> **Exercise**:
In the listing below, every line with the word "event" needs to be copied.
• • • •
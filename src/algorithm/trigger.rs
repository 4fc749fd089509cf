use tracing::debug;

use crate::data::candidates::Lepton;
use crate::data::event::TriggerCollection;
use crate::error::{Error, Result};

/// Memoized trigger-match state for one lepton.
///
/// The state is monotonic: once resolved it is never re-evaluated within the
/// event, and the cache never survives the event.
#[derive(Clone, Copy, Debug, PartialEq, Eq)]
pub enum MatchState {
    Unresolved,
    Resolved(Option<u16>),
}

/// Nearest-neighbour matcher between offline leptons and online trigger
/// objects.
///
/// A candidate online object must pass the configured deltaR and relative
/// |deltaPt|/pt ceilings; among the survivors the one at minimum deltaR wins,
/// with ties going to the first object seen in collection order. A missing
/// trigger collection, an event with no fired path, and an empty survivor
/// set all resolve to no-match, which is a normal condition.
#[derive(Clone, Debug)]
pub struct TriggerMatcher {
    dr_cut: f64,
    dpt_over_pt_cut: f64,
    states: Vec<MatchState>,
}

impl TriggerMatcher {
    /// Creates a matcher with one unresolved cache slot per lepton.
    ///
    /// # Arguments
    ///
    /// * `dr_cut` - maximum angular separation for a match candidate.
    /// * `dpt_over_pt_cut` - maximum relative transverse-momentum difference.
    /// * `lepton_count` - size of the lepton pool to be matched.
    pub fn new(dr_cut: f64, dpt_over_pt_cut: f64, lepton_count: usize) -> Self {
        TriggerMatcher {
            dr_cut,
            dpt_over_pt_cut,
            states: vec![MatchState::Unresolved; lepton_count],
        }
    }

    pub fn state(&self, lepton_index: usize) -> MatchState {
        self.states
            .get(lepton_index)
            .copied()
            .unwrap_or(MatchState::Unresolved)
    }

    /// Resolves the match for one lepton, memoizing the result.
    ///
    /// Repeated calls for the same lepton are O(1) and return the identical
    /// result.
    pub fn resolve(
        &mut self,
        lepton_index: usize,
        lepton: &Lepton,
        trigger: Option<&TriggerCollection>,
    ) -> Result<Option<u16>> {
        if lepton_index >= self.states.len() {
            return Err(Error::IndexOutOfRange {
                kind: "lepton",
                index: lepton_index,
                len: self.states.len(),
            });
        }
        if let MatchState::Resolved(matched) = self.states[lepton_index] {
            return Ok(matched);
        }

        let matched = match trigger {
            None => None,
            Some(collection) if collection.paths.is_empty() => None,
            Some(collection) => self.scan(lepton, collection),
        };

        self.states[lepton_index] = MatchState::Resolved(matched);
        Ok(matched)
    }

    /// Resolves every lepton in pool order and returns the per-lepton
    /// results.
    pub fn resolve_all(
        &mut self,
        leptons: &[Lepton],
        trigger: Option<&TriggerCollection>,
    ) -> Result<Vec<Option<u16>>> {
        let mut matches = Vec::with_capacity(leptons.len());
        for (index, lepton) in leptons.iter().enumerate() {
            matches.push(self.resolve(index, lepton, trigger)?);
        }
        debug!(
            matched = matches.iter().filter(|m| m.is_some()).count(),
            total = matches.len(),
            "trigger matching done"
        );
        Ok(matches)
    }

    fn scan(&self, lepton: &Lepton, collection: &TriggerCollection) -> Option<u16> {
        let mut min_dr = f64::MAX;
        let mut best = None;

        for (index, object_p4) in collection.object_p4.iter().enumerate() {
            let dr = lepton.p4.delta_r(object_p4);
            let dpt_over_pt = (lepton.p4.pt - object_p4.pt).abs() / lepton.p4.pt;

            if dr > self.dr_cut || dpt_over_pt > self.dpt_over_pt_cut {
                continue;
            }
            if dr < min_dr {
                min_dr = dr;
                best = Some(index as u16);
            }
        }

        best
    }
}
• • • •
> **Finished task**:
use crate::data::event::TriggerCollection;
/// event, and the cache never survives the event.
/// trigger collection, an event with no fired path, and an empty survivor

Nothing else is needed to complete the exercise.